Qualitative and quantitative differences in hLH species in the first and second LH release induced by continuous stimulation with synthetic LHRH in normal menstrual cycle as assessed by isoelectrofocusing.

It is known that continuous stimulation with LHRH induces a biphasic release of LH. The two pools theory is generally accepted in interpreting this phenomenon. The present study was conducted in order to elicit qualitative differences in LH included in the two pools. Five hundred micrograms synthetic LHRH was infused for 2h in 10 women in various phases of the menstrual cycle and 5 h blood sampling was performed during and after the infusion. Biphasic release of LH was demonstrated in all the cases investigated.

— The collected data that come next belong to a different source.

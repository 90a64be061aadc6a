//! Key-value store abstraction and the in-process memory backend.
//!
//! Engagement documents are JSON values addressed by string keys. The store
//! contract is deliberately small: get/set/delete with optional TTL, a
//! prefix scan for the popularity sweep, and [`update`](KeyValueStore::update)
//! — an atomic document mutation that is the store-side home of counter
//! increments, so two concurrent view bumps can never lose an update.

use std::num::NonZeroUsize;
use std::sync::RwLock;
use std::time::{Duration, Instant};

use async_trait::async_trait;
use lru::LruCache;
use serde_json::{Map, Value};
use thiserror::Error;

use super::lock::{rw_read, rw_write};

const SOURCE: &str = "cache::store";

#[derive(Debug, Error)]
pub enum StoreError {
    #[error("store transport error: {0}")]
    Transport(String),
    #[error("store protocol error: {0}")]
    Protocol(String),
    #[error(transparent)]
    Serialization(#[from] serde_json::Error),
}

impl StoreError {
    pub fn transport(message: impl Into<String>) -> Self {
        Self::Transport(message.into())
    }

    pub fn protocol(message: impl Into<String>) -> Self {
        Self::Protocol(message.into())
    }
}

/// Atomic mutation applied to the JSON document stored at a key.
///
/// The document is created empty when absent. Both variants are counter
/// increments; the map variant is conditional so the like cap is enforced
/// inside the same atomic step as the increment.
#[derive(Debug, Clone)]
pub enum UpdateOp {
    /// Increment the integer field `field` by 1, creating it at 0.
    IncrField { field: &'static str },
    /// Increment the integer entry `member` inside the object field `field`
    /// by 1, unless it has already reached `cap`.
    IncrMapEntry {
        field: &'static str,
        member: String,
        cap: u32,
    },
}

#[async_trait]
pub trait KeyValueStore: Send + Sync {
    async fn get(&self, key: &str) -> Result<Option<Value>, StoreError>;

    async fn set(&self, key: &str, value: Value, ttl: Option<Duration>) -> Result<(), StoreError>;

    /// Returns true when a key was actually removed.
    async fn delete(&self, key: &str) -> Result<bool, StoreError>;

    /// List all live keys starting with `prefix`.
    async fn scan(&self, prefix: &str) -> Result<Vec<String>, StoreError>;

    /// Atomically apply `op` to the document at `key` and return the updated
    /// document.
    async fn update(&self, key: &str, op: UpdateOp) -> Result<Value, StoreError>;
}

/// Apply an [`UpdateOp`] to a JSON document in place.
///
/// Shared by the memory backend; the REST backend runs the equivalent logic
/// server-side so the mutation stays atomic across processes.
pub(crate) fn apply_update_op(doc: &mut Value, op: &UpdateOp) {
    if !doc.is_object() {
        *doc = Value::Object(Map::new());
    }
    let obj = doc.as_object_mut().expect("document coerced to object above");

    match op {
        UpdateOp::IncrField { field } => {
            let current = obj.get(*field).and_then(Value::as_u64).unwrap_or(0);
            obj.insert((*field).to_string(), Value::from(current.saturating_add(1)));
        }
        UpdateOp::IncrMapEntry { field, member, cap } => {
            let map = obj
                .entry((*field).to_string())
                .or_insert_with(|| Value::Object(Map::new()));
            if !map.is_object() {
                *map = Value::Object(Map::new());
            }
            let map = map.as_object_mut().expect("field coerced to object above");

            let current = map.get(member).and_then(Value::as_u64).unwrap_or(0);
            if current < u64::from(*cap) {
                map.insert(member.clone(), Value::from(current + 1));
            }
        }
    }
}

// ============================================================================
// Memory backend
// ============================================================================

struct Entry {
    value: Value,
    expires_at: Option<Instant>,
}

impl Entry {
    fn is_expired(&self, now: Instant) -> bool {
        self.expires_at.is_some_and(|deadline| deadline <= now)
    }
}

/// In-process store backend: TTL-aware, LRU-bounded.
///
/// The single-node default, and the backend every test suite runs against.
pub struct MemoryStore {
    entries: RwLock<LruCache<String, Entry>>,
}

impl MemoryStore {
    pub fn new(capacity: NonZeroUsize) -> Self {
        Self {
            entries: RwLock::new(LruCache::new(capacity)),
        }
    }
}

#[async_trait]
impl KeyValueStore for MemoryStore {
    async fn get(&self, key: &str) -> Result<Option<Value>, StoreError> {
        let mut entries = rw_write(&self.entries, SOURCE, "get");
        let now = Instant::now();

        let expired = entries.get(key).is_some_and(|entry| entry.is_expired(now));
        if expired {
            entries.pop(key);
            return Ok(None);
        }

        Ok(entries.get(key).map(|entry| entry.value.clone()))
    }

    async fn set(&self, key: &str, value: Value, ttl: Option<Duration>) -> Result<(), StoreError> {
        let entry = Entry {
            value,
            expires_at: ttl.map(|ttl| Instant::now() + ttl),
        };
        rw_write(&self.entries, SOURCE, "set").put(key.to_string(), entry);
        Ok(())
    }

    async fn delete(&self, key: &str) -> Result<bool, StoreError> {
        Ok(rw_write(&self.entries, SOURCE, "delete").pop(key).is_some())
    }

    async fn scan(&self, prefix: &str) -> Result<Vec<String>, StoreError> {
        let entries = rw_read(&self.entries, SOURCE, "scan");
        let now = Instant::now();

        Ok(entries
            .iter()
            .filter(|(key, entry)| key.starts_with(prefix) && !entry.is_expired(now))
            .map(|(key, _)| key.clone())
            .collect())
    }

    async fn update(&self, key: &str, op: UpdateOp) -> Result<Value, StoreError> {
        let mut entries = rw_write(&self.entries, SOURCE, "update");
        let now = Instant::now();

        let (mut doc, expires_at) = match entries.pop(key) {
            Some(entry) if !entry.is_expired(now) => (entry.value, entry.expires_at),
            _ => (Value::Object(Map::new()), None),
        };

        apply_update_op(&mut doc, &op);

        entries.put(
            key.to_string(),
            Entry {
                value: doc.clone(),
                expires_at,
            },
        );

        Ok(doc)
    }
}

#[cfg(test)]
mod tests {
    use std::panic::{AssertUnwindSafe, catch_unwind};

    use serde_json::json;

    use super::*;

    fn store() -> MemoryStore {
        MemoryStore::new(NonZeroUsize::new(16).expect("non-zero"))
    }

    #[tokio::test]
    async fn get_set_delete_roundtrip() {
        let store = store();

        assert!(store.get("post:a").await.expect("get").is_none());

        store
            .set("post:a", json!({"views": 3}), None)
            .await
            .expect("set");

        let value = store.get("post:a").await.expect("get").expect("hit");
        assert_eq!(value, json!({"views": 3}));

        assert!(store.delete("post:a").await.expect("delete"));
        assert!(store.get("post:a").await.expect("get").is_none());
        assert!(!store.delete("post:a").await.expect("delete"));
    }

    #[tokio::test]
    async fn ttl_expires_entries() {
        let store = store();

        store
            .set("post:a:related", json!([1, 2]), Some(Duration::from_millis(10)))
            .await
            .expect("set");

        assert!(store.get("post:a:related").await.expect("get").is_some());

        std::thread::sleep(Duration::from_millis(25));

        assert!(store.get("post:a:related").await.expect("get").is_none());
        assert!(store.scan("post:").await.expect("scan").is_empty());
    }

    #[tokio::test]
    async fn capacity_evicts_least_recently_used() {
        let store = MemoryStore::new(NonZeroUsize::new(2).expect("non-zero"));

        store.set("post:a", json!(1), None).await.expect("set");
        store.set("post:b", json!(2), None).await.expect("set");
        store.set("post:c", json!(3), None).await.expect("set");

        assert!(store.get("post:a").await.expect("get").is_none());
        assert!(store.get("post:b").await.expect("get").is_some());
        assert!(store.get("post:c").await.expect("get").is_some());
    }

    #[tokio::test]
    async fn scan_filters_by_prefix() {
        let store = store();

        store.set("post:a", json!(1), None).await.expect("set");
        store.set("post:b", json!(2), None).await.expect("set");
        store.set("other:c", json!(3), None).await.expect("set");

        let mut keys = store.scan("post:").await.expect("scan");
        keys.sort();
        assert_eq!(keys, vec!["post:a", "post:b"]);
    }

    #[tokio::test]
    async fn update_increments_field_from_absent() {
        let store = store();

        let doc = store
            .update("post:a", UpdateOp::IncrField { field: "views" })
            .await
            .expect("update");
        assert_eq!(doc["views"], 1);

        let doc = store
            .update("post:a", UpdateOp::IncrField { field: "views" })
            .await
            .expect("update");
        assert_eq!(doc["views"], 2);
    }

    #[tokio::test]
    async fn update_caps_map_entries() {
        let store = store();
        let op = || UpdateOp::IncrMapEntry {
            field: "likes_by_user",
            member: "ab12cd34".to_string(),
            cap: 2,
        };

        store.update("post:a", op()).await.expect("update");
        store.update("post:a", op()).await.expect("update");
        let doc = store.update("post:a", op()).await.expect("update");

        assert_eq!(doc["likes_by_user"]["ab12cd34"], 2);
    }

    #[tokio::test]
    async fn update_preserves_existing_fields() {
        let store = store();

        store
            .set("post:a", json!({"slug": "a", "views": 7}), None)
            .await
            .expect("set");

        let doc = store
            .update("post:a", UpdateOp::IncrField { field: "views" })
            .await
            .expect("update");

        assert_eq!(doc["views"], 8);
        assert_eq!(doc["slug"], "a");
    }

    #[tokio::test]
    async fn recovers_from_poisoned_lock() {
        let store = store();

        let _ = catch_unwind(AssertUnwindSafe(|| {
            let _guard = store.entries.write().expect("entries lock should be acquired");
            panic!("poison entries lock");
        }));

        store.set("post:a", json!(1), None).await.expect("set");
        assert!(store.get("post:a").await.expect("get").is_some());
    }
}
use axum::Json;
use axum::http::StatusCode;
use axum::response::{IntoResponse, Response};
use serde::Serialize;

use crate::application::error::{AppError, ErrorReport};
use crate::application::repos::RepoError;
use crate::domain::error::DomainError;

#[derive(Debug, Serialize)]
pub struct ApiErrorBody {
    pub error: ApiErrorMessage,
}

pub mod codes {
    pub const BAD_REQUEST: &str = "bad_request";
    pub const UNAUTHORIZED: &str = "unauthorized";
    pub const NOT_FOUND: &str = "not_found";
    pub const DUPLICATE: &str = "duplicate";
    pub const UNAVAILABLE: &str = "unavailable";
    pub const INTERNAL: &str = "internal_error";
}

#[derive(Debug, Serialize)]
pub struct ApiErrorMessage {
    pub code: String,
    pub message: String,
    #[serde(skip_serializing_if = "Option::is_none")]
    pub hint: Option<String>,
}

#[derive(Debug)]
pub struct ApiError {
    status: StatusCode,
    code: &'static str,
    message: &'static str,
    hint: Option<String>,
}

impl ApiError {
    pub fn new(
        status: StatusCode,
        code: &'static str,
        message: &'static str,
        hint: Option<String>,
    ) -> Self {
        Self {
            status,
            code,
            message,
            hint,
        }
    }

    pub fn bad_request(message: &'static str, hint: Option<String>) -> Self {
        Self::new(StatusCode::BAD_REQUEST, codes::BAD_REQUEST, message, hint)
    }

    pub fn unauthorized(hint: Option<String>) -> Self {
        Self::new(
            StatusCode::UNAUTHORIZED,
            codes::UNAUTHORIZED,
            "Admin token required",
            hint,
        )
    }

    pub fn not_found(message: &'static str) -> Self {
        Self::new(StatusCode::NOT_FOUND, codes::NOT_FOUND, message, None)
    }

    pub fn conflict(message: &'static str, hint: Option<String>) -> Self {
        Self::new(StatusCode::CONFLICT, codes::DUPLICATE, message, hint)
    }

    pub fn unavailable(hint: Option<String>) -> Self {
        Self::new(
            StatusCode::SERVICE_UNAVAILABLE,
            codes::UNAVAILABLE,
            "Service temporarily unavailable",
            hint,
        )
    }

    pub fn internal(hint: Option<String>) -> Self {
        Self::new(
            StatusCode::INTERNAL_SERVER_ERROR,
            codes::INTERNAL,
            "Unexpected error occurred",
            hint,
        )
    }
}

impl IntoResponse for ApiError {
    fn into_response(self) -> Response {
        let hint = self.hint.clone();
        let body = ApiErrorBody {
            error: ApiErrorMessage {
                code: self.code.to_string(),
                message: self.message.to_string(),
                hint: self.hint,
            },
        };
        let mut response = (self.status, Json(body)).into_response();
        // Attach a structured report so shared logging middleware can emit
        // rich diagnostics.
        ErrorReport::from_message(
            "infra::http",
            self.status,
            format!("{}: {}", self.code, hint.as_deref().unwrap_or(self.message)),
        )
        .attach(&mut response);
        response
    }
}

impl From<RepoError> for ApiError {
    fn from(err: RepoError) -> Self {
        match err {
            RepoError::NotFound => ApiError::not_found("resource not found"),
            RepoError::Duplicate { constraint } => {
                ApiError::conflict("Duplicate record", Some(constraint))
            }
            RepoError::Persistence(detail) => ApiError::unavailable(Some(detail)),
        }
    }
}

impl From<AppError> for ApiError {
    fn from(err: AppError) -> Self {
        match err {
            AppError::NotFound | AppError::Domain(DomainError::NotFound { .. }) => {
                ApiError::not_found("resource not found")
            }
            AppError::Validation(message)
            | AppError::Domain(DomainError::Validation { message }) => {
                ApiError::bad_request("Request could not be processed", Some(message))
            }
            AppError::Repo(err) => ApiError::from(err),
            AppError::Domain(DomainError::Invariant { message }) => ApiError::internal(Some(message)),
            AppError::Infra(err) => ApiError::unavailable(Some(err.to_string())),
            AppError::Unexpected(message) => ApiError::internal(Some(message)),
        }
    }
}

The responsiveness to LHRH was most predominant in the midcycle, followed by the luteal phase. Pools of plasma samples at 30-105 min and 150-225 min of the LHRH infusion (plasma pools I and II; corresponding to the initial and the second LH release, respectively) were subjected to isoelectrofocusing (IEF) fractionation, pH range of 3.5-10. LH in plasma was classified in terms of isoelectric point (pI); i.e. A(pI = 9.13), B(8.60), C(8.16), D(7.67), E(7.24), and F(LH species migrating in the acidic pH area). Percentage of high alkaline LH species was significantly elevated in plasma pool I of the midcycle. No phasic difference was observed in the IEF profiles in plasma pool II. Consistent and significant increase and decrease in the percentage of acidic and high alkaline LH species, respectively, were observed throughout the menstrual cycle when the IEF profiles of plasma pool II were compared with those of pool I. The ratio of biological to immunological LH activities (B/I ratio) was markedly depressed in acidic LH species. The highest B/I ratios were obtained in the LH species migrating in the mid-alkaline region. The acidic LH species might represent the young generation of LH molecules prior to acquisition of biological potency. LH species migrating in the mid-alkaline region might be mature and bio-potent forms of the hormone. High alkaline LH species might represent LH molecules over-processed and having lost a degree of biological potency during a prolonged period of storage.